61ème Session de la Commission des Droits de l`Homme des Nations Unies
Genève du 14 mars au 22 avril 2005.
Point 12-a de l`ordre du jour : violence contre les femmes en Guinée Equatoriale
Intervention de Souhila ZITOUNI pour NORD-SUD XXI
M. le Président,
Je souhaiterai attirer l’attention de la communauté internationale sur la situation des femmes en Guinée Equatoriale et des violences perpétrées à leur encontre : violences domestiques et discrimination sociale évidentes par ailleurs, mais surtout violence institutionnalisée par le Gouvernement.

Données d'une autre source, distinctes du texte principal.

//! The per-conversation message log.
//!
//! Messages are append-only. The only mutation after insert is flipping
//! `is_read` from false to true, which happens in whole-conversation
//! batches.

use rusqlite::params;
use twinkle_shared::{ConversationId, MessageId, UserId};

use crate::changes::ChangeEvent;
use crate::database::Database;
use crate::error::{Result, StoreError};
use crate::models::Message;
use crate::rows;

const MESSAGE_COLUMNS: &str =
    "id, conversation_id, sender_id, sender_name, receiver_id, text, timestamp_ms, is_read";

impl Database {
    /// Append a message. A message id that already exists yields
    /// [`StoreError::Conflict`] and the log is left unchanged.
    pub fn append_message(&self, message: &Message) -> Result<()> {
        self.conn()
            .execute(
                "INSERT INTO messages
                     (id, conversation_id, sender_id, sender_name, receiver_id, text,
                      timestamp_ms, is_read)
                 VALUES (?1, ?2, ?3, ?4, ?5, ?6, ?7, ?8)",
                params![
                    message.id.to_string(),
                    message.conversation_id.as_str(),
                    message.sender_id.as_str(),
                    message.sender_name,
                    message.receiver_id.as_str(),
                    message.text,
                    message.timestamp.timestamp_millis(),
                    message.is_read,
                ],
            )
            .map_err(|e| StoreError::from_write(e, "message id already exists"))?;

        tracing::trace!(id = %message.id, conversation = %message.conversation_id, "message appended");
        self.publish(ChangeEvent::Messages(message.conversation_id.clone()));
        Ok(())
    }

    pub fn get_message(&self, id: &MessageId) -> Result<Message> {
        self.conn()
            .query_row(
                &format!("SELECT {MESSAGE_COLUMNS} FROM messages WHERE id = ?1"),
                params![id.to_string()],
                row_to_message,
            )
            .map_err(StoreError::from_lookup)
    }

    /// All messages of a conversation in display order: ascending
    /// timestamp, then insertion order for equal timestamps.
    pub fn list_messages(&self, conversation: &ConversationId) -> Result<Vec<Message>> {
        let mut stmt = self.conn().prepare(&format!(
            "SELECT {MESSAGE_COLUMNS} FROM messages
             WHERE conversation_id = ?1
             ORDER BY timestamp_ms ASC, seq ASC"
        ))?;

        let rows = stmt.query_map(params![conversation.as_str()], row_to_message)?;
        rows::collect_lenient(rows, "message")
    }

    /// Flag every unread message addressed to `reader` in one atomic
    /// statement. Returns how many messages changed state.
    pub fn mark_read_batch(&self, conversation: &ConversationId, reader: &UserId) -> Result<usize> {
        let affected = self.conn().execute(
            "UPDATE messages SET is_read = 1
             WHERE conversation_id = ?1 AND receiver_id = ?2 AND is_read = 0",
            params![conversation.as_str(), reader.as_str()],
        )?;
        if affected > 0 {
            self.publish(ChangeEvent::Messages(conversation.clone()));
        }
        Ok(affected)
    }

    /// Number of unread messages addressed to `reader`, counted from the
    /// log itself rather than the stored counter.
    pub fn count_unread(&self, conversation: &ConversationId, reader: &UserId) -> Result<u32> {
        let count: u32 = self.conn().query_row(
            "SELECT COUNT(*) FROM messages
             WHERE conversation_id = ?1 AND receiver_id = ?2 AND is_read = 0",
            params![conversation.as_str(), reader.as_str()],
            |row| row.get(0),
        )?;
        Ok(count)
    }
}

fn row_to_message(row: &rusqlite::Row<'_>) -> rusqlite::Result<Message> {
    Ok(Message {
        id: rows::message_id(row, 0)?,
        conversation_id: rows::conversation_id(row, 1)?,
        sender_id: rows::user_id(row, 2)?,
        sender_name: row.get(3)?,
        receiver_id: rows::user_id(row, 4)?,
        text: row.get(5)?,
        timestamp: rows::millis(row, 6)?,
        is_read: row.get(7)?,
    })
}
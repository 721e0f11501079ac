//! Notification handlers: turn client notices into pushes and counter
//! repairs.

use serde::Serialize;
use tracing::{debug, info, warn};
use twinkle_shared::notify::{NewMessageNotice, NotifyOutcome, PushMessage, ReadNotice, SkipReason};
use twinkle_store::StoreError;

use crate::api::AppState;
use crate::error::NotifierError;
use crate::push::PushError;

#[derive(Debug, Serialize, PartialEq, Eq)]
#[serde(rename_all = "camelCase")]
pub struct ReadOutcome {
    pub unread_count: u32,
}

/// Push the receiver of a freshly created message.
///
/// Store lookups happen under the database lock; the gateway call does not.
pub async fn message_created(
    state: &AppState,
    notice: &NewMessageNotice,
) -> Result<NotifyOutcome, NotifierError> {
    let (message, receiver) = {
        let db = state.db.lock().await;

        let message = match db.get_message(&notice.message_id) {
            Ok(m) if m.conversation_id == notice.conversation_id => m,
            Ok(_) | Err(StoreError::NotFound) => {
                debug!(message = %notice.message_id, "notice for unknown message");
                return Ok(skipped(SkipReason::MessageNotFound));
            }
            Err(e) => return Err(e.into()),
        };

        let receiver = match db.get_user(&message.receiver_id) {
            Ok(u) => u,
            Err(StoreError::NotFound) => return Ok(skipped(SkipReason::ReceiverNotFound)),
            Err(e) => return Err(e.into()),
        };

        (message, receiver)
    };

    let Some(token) = receiver.push_token.clone() else {
        return Ok(skipped(SkipReason::NoPushToken));
    };

    if state.config.skip_online_recipients && receiver.is_online {
        return Ok(skipped(SkipReason::ReceiverOnline));
    }

    let push = PushMessage::new_message(
        &token,
        &message.conversation_id,
        &message.id,
        &message.sender_id,
        &message.sender_name,
        &message.text,
    );

    match state.gateway.send(&push).await {
        Ok(()) => {
            info!(
                conversation = %message.conversation_id,
                receiver = %receiver.id.short(),
                "push sent"
            );
            Ok(NotifyOutcome::Sent)
        }
        Err(PushError::StaleToken(code)) => {
            let db = state.db.lock().await;
            let cleared = db.clear_push_token(&receiver.id, Some(&token))?;
            info!(
                receiver = %receiver.id.short(),
                code = %code,
                cleared,
                "gateway rejected push token"
            );
            Ok(NotifyOutcome::TokenCleared)
        }
        Err(e) => {
            warn!(receiver = %receiver.id.short(), error = %e, "push failed");
            Ok(NotifyOutcome::Failed {
                error: e.to_string(),
            })
        }
    }
}

/// Re-derive the reader's unread counter from the messages themselves.
pub async fn messages_read(
    state: &AppState,
    notice: &ReadNotice,
) -> Result<ReadOutcome, NotifierError> {
    if !notice.conversation_id.involves(&notice.user_id) {
        return Err(NotifierError::BadRequest(format!(
            "user {} is not a participant of {}",
            notice.user_id, notice.conversation_id
        )));
    }

    let db = state.db.lock().await;
    let unread_count = db.recompute_unread(&notice.conversation_id, &notice.user_id)?;
    debug!(
        conversation = %notice.conversation_id,
        reader = %notice.user_id.short(),
        unread_count,
        "unread counter recomputed"
    );
    Ok(ReadOutcome { unread_count })
}

fn skipped(reason: SkipReason) -> NotifyOutcome {
    NotifyOutcome::Skipped { reason }
}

Le statut des femmes en Guinée Equatoriale n’a guère évolué depuis l`indépendance en 1969. Si la participation des femmes équatoguinéennes a été brièvement reconnue lors de la lutte pour l`indépendance du pays dans les années 1960, bien au contraire, depuis l`accession au pouvoir du Général Teodoro OBIANG NGUEMA en 1979, la situation des femmes s’est fortement détériorée.
La violence contre les femmes est conditionnée par le régime répressif du Président Teodoro OBIANG NGUEMA.
La femme est aujourd’hui considérée par le régime en place comme un objet de plaisir au titre de marchandise d’un commerce très lucratif. En effet, les femmes font l’objet d’une prostitution aggravée par le trafic et l’exportation vers des pays occidentaux et plus particulièrement vers l’Espagne qui continue d’entretenir des « bonnes relations commerciales » avec la Guinée Equatoriale. Les gouvernements espagnols successifs, y compris le gouvernement actuel de Zapatero, sont complices de cette situation. Les jeunes filles équatoguinéennes, souvent des adolescentes, se prostituent dans des grandes villes espagnoles sans que les autorités de ce pays prennent des mesures pour mettre un terme à ce trafic.
Il convient aussi de constater que l’oppression dont souffre le peuple de Guinée Equatoriale est vécue d`abord par les femmes et leurs enfants mineurs dans des conditions extrêmes lorsqu’elles sont arrêtées pour des raisons politiques. Elles sont alors violées, torturées et font l’objet de traitements inhumains et dégradants dans les geôles du régime. C’est le cas concret de l’arrestation en octobre 2004 de Madame Odisaria ASUMU NGUEMA, 75 ans, devenue la prisonnière la plus âgée des prisons du pays.
Chaque fois que les autorités organisent une rafle d’opposants politiques, les premières victimes sont systématiquement les mères et les épouses de ceux-ci : c’est le cas de Bibiana OBONO, Angelina ABESO, Petronila OYANA, Felisa ANGUESOMO, Teresa MAYE, Paula NCHAMA et Maria NIEVES. La liste n’est pas exhaustive.
C’est pourquoi Monsieur le Président, il est urgent aujourd’hui d’agir pour faire cesser ces violences qui perdurent depuis plus de trois décennies. Il est important d’envoyer une Commission d’enquête en Guinée Equatoriale. Nous demandons à cette Commission de reconsidérer la Résolution adoptée en Avril 2002 qui avait mis fin au mandat du Rapporteur Gustavo GALLON et de nommer un nouveau Rapporteur spécial pour suivre l’évolution de droits de l’Homme, et plus particulièrement la situation des femmes en Guinée Equatoriale dont la condition ne cesse de se dégrader dans l’indifférence générale de la communauté internationale.